How cautious are you during the crisis? How reckless are you? - Answers

How cautious are you? How reckless are you? How we're responding to the crisis

Bottom Line: New Orleans is rife with coronavirus after Mardi Gras. Florida’s colleges immediately moved to virtual education through at least the summer semester as Spring Break partiers came back to campuses with the virus. These are examples of reckless behavior. Clearly most of us aren’t that careless but how seriously are we taking the guidance of officials? The Pew Research Center dug in with a nationwide survey that produced interesting takeaways. 

Would you visit with friends or family members at their homes? What about attending a party? If you could would you eat out inside a restaurant? Are you comfortable going to the grocery store? What about voting (relevant for states who still haven’t voted)? Here’s how adults across the country answered. 

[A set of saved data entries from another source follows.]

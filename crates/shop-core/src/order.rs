//! # Order Types
//!
//! Cart lines, shipping details, orders and the purchase intent posted to
//! the checkout endpoints.

use chrono::{DateTime, Utc};
use serde::{Deserialize, Serialize};

/// A line in the user's server-side cart
#[derive(Debug, Clone, PartialEq, Serialize, Deserialize)]
pub struct CartLine {
    pub id: u64,

    pub user: u64,

    /// Product ID
    pub product: u64,

    /// Product name (denormalized for display)
    pub product_name: String,

    /// Decimal unit price
    pub unit_price: String,

    /// Line total
    pub total: f64,

    pub quantity: u32,

    pub created_at: DateTime<Utc>,

    pub updated_at: DateTime<Utc>,
}

/// Where an order ships to
#[derive(Debug, Clone, Default, PartialEq, Eq, Serialize, Deserialize)]
pub struct ShippingInfo {
    #[serde(default, skip_serializing_if = "Option::is_none")]
    pub address: Option<String>,

    #[serde(default, skip_serializing_if = "Option::is_none")]
    pub province: Option<String>,

    #[serde(default, skip_serializing_if = "Option::is_none")]
    pub municipality: Option<String>,
}

impl ShippingInfo {
    pub fn new(
        address: impl Into<String>,
        province: impl Into<String>,
        municipality: impl Into<String>,
    ) -> Self {
        Self {
            address: Some(address.into()),
            province: Some(province.into()),
            municipality: Some(municipality.into()),
        }
    }

    /// Every field present and non-blank
    pub fn is_complete(&self) -> bool {
        [&self.address, &self.province, &self.municipality]
            .iter()
            .all(|field| field.as_deref().is_some_and(|v| !v.trim().is_empty()))
    }
}

/// Payment status of an order
#[derive(Debug, Clone, Copy, PartialEq, Eq, Serialize, Deserialize)]
#[serde(rename_all = "snake_case")]
pub enum OrderStatus {
    Pending,
    Paid,
}

/// An order placed through checkout
#[derive(Debug, Clone, PartialEq, Serialize, Deserialize)]
pub struct Order {
    pub id: u64,

    pub user: u64,

    pub shipping_info: ShippingInfo,

    pub status: OrderStatus,

    #[serde(default)]
    pub is_cancelled: bool,

    /// Payment provider session that paid (or will pay) for this order
    #[serde(default)]
    pub stripe_checkout_session_id: Option<String>,

    pub total: f64,

    pub created_at: DateTime<Utc>,

    pub updated_at: DateTime<Utc>,
}

impl Order {
    pub fn is_paid(&self) -> bool {
        self.status == OrderStatus::Paid && !self.is_cancelled
    }
}

/// A product line belonging to an order
#[derive(Debug, Clone, PartialEq, Serialize, Deserialize)]
pub struct OrderItem {
    pub order: u64,
    pub product: u64,
    pub product_name: String,
    pub unit_price: String,
    pub quantity: u32,
    pub total: f64,
    pub created_at: DateTime<Utc>,
    pub updated_at: DateTime<Utc>,
}

#[cfg(test)]
mod tests {
    use super::*;
    use serde_json::json;

    #[test]
    fn test_shipping_completeness() {
        assert!(ShippingInfo::new("1 Main St", "Ontario", "Toronto").is_complete());
        assert!(!ShippingInfo::new("1 Main St", "  ", "Toronto").is_complete());
        assert!(!ShippingInfo::default().is_complete());
    }

    #[test]
    fn test_shipping_skips_missing_fields() {
        let info = ShippingInfo {
            address: Some("1 Main St".into()),
            ..ShippingInfo::default()
        };
        assert_eq!(serde_json::to_value(&info).unwrap(), json!({"address": "1 Main St"}));
    }

    #[test]
    fn test_order_deserialize() {
        let order: Order = serde_json::from_value(json!({
            "id": 1,
            "user": 2,
            "shipping_info": {"address": "1 Main St", "province": "ON", "municipality": "Toronto"},
            "status": "paid",
            "is_cancelled": false,
            "stripe_checkout_session_id": "cs_test_123",
            "total": 42.5,
            "created_at": "2023-05-01T12:00:00Z",
            "updated_at": "2023-05-01T12:00:00Z"
        }))
        .unwrap();

        assert!(order.is_paid());
        assert!(order.shipping_info.is_complete());
    }
}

  • 9% would be comfortable going to a party
  • 23% would be willing to eat inside a restaurant given the opportunity
  • 34% would be willing to vote in person
  • 57% are comfortable going to the grocery store
  • 62% are willing to visit friends and family

Based on the answers to these questions we can infer that 9% of us are reckless, or are willing to be given the opportunity, while 38% of us are extremely cautious. That leaves just over half of in between. But here’s the thing about COVID-19. Its contagion rate is double the traditional flu. One positive case has led to an average 2.5 people being exposed. That means that the 9% who are reckless would have the potential to reach around 23% of the population if they were all exposed. It’s a hypothetical example that hopefully won’t happen but it also illustrates the challenges we face with kicking the viruses’ butt when we have people who aren’t especially cautious.